Caroline was very disconcerted however, because she spent years cultivating a luscious garden with a fountain, a walking path, fruit trees, and a patio table where she hosted friends of hers, women she knew since before her childhood home burned in a fire.
Joyce and Caroline were once very good friends, but Joyce was now using this opportunity as an excuse to spend a lot of time over at Jethro’s jam sessions. And so when Caroline voiced her concerns to Joyce, Joyce just told her, “Come to Jethro’s, it’s wonderful.” But Caroline loved her garden and was sad that now not only was her garden cast in darkness, but her best friend was a traitor.
Caroline went over to Chester’s, to try to convince him to stir up shit against Jethro, but Chester just wanted to make a model of the Hardy Boys’ New England town in which he had grand plans to reenact all the mystery adventures from the novels. And then he asked Caroline to stay as the belt of his robe accidentally came undone.

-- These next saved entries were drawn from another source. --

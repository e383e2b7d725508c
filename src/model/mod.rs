//! Data model for street network routing
//!
//! Contains types and structures for representing the routing graph
//! and its geographic coordinate table.

// Re-export of main modules
pub mod coords;
pub mod street_model;
pub mod streets;

// Re-export of the main model structure
pub use street_model::StreetModel;

// Re-export of basic types for convenience
pub use coords::NodeCoordinates;
pub use streets::{StreetEdge, StreetGraph, StreetNode};
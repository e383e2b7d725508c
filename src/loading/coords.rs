//! Coordinate table ingestion
//!
//! The table is a JSON object mapping node id to a two-element
//! `[longitude, latitude]` array, in degrees. Display layers that want
//! `[latitude, longitude]` must flip the pair themselves.

use std::collections::BTreeMap;
use std::fs::File;
use std::io::{BufReader, Read};
use std::path::Path;

use geo::Point;

use crate::Error;
use crate::model::NodeCoordinates;

/// Load a coordinate table from a JSON file.
///
/// # Errors
///
/// Returns an error if the file cannot be opened or is not a JSON object
/// of two-element coordinate arrays.
pub fn node_coordinates_from_path(path: &Path) -> Result<NodeCoordinates, Error> {
    let file = File::open(path).map_err(|e| {
        std::io::Error::new(
            e.kind(),
            format!(
                "Failed to open coordinate table '{}': {}",
                path.display(),
                e
            ),
        )
    })?;
    node_coordinates_from_reader(BufReader::new(file))
}

/// Load a coordinate table from any JSON reader.
///
/// # Errors
///
/// Returns an error if the payload does not deserialize.
pub fn node_coordinates_from_reader<R: Read>(reader: R) -> Result<NodeCoordinates, Error> {
    let raw: BTreeMap<String, [f64; 2]> = serde_json::from_reader(reader)?;

    let mut coords = NodeCoordinates::new();
    for (id, [lon, lat]) in raw {
        coords.insert(id, Point::new(lon, lat));
    }
    Ok(coords)
}
use thiserror::Error;

#[derive(Error, Debug)]
pub enum Error {
    #[error("No nearby points found for snapping")]
    NoPointsFound,
    #[error("No path found between the start and end nodes")]
    PathNotFound,
    #[error("Invalid node index")]
    InvalidNodeIndex,
    #[error("Invalid data: {0}")]
    InvalidData(String),
    #[error("I/O error: {0}")]
    IoError(#[from] std::io::Error),
    #[error("JSON error: {0}")]
    JsonError(#[from] serde_json::Error),
}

But Caroline was about solving her own mystery, the mystery of how the fuck to deal with these assholes Jethro and Joyce.
So she went to Paul. Paul was fuming about the taller, fatter, stiffer house that Jethro had, even though Paul’s sunlight was not affected in the least, and furthermore he’d started this all. But that didn’t concern him. What concerned him was that Jethro had a taller house, and the laughter of bitches coming from that third story sliding glass door all day long.
Paul said he could not himself go up to Jethro’s because they did not like each other. “But”, Paul said, “You can go.” Caroline didn’t want to go. She just wanted her garden parties and her friend Joyce back. “But this is how you get your friend back,” Paul convinced her. Paul persuaded Caroline that she must seduce Jethro and sleep with him, thus rending the connection he, Jethro, had with Joyce. And once Joyce felt betrayed by Jethro, she would have no recourse but to return to Caroline’s garden.
So Caroline put on a nice, loose fitting linen dress with a belt at the waist, and braided her hair, and went calling on Jethro’s jam party. She made polite conversation and smiled at Jethro all day long, and as the sun went down and the heat of the day lingered in the air, Jethro undid Caroline’s belt and felt the curves of her body under her linen dress.
The next day in Caroline’s dark garden, obscured by Jethro’s towering three story annoyance, Joyce came over to spit in her face, and left and went to weep on Paul’s shoulder.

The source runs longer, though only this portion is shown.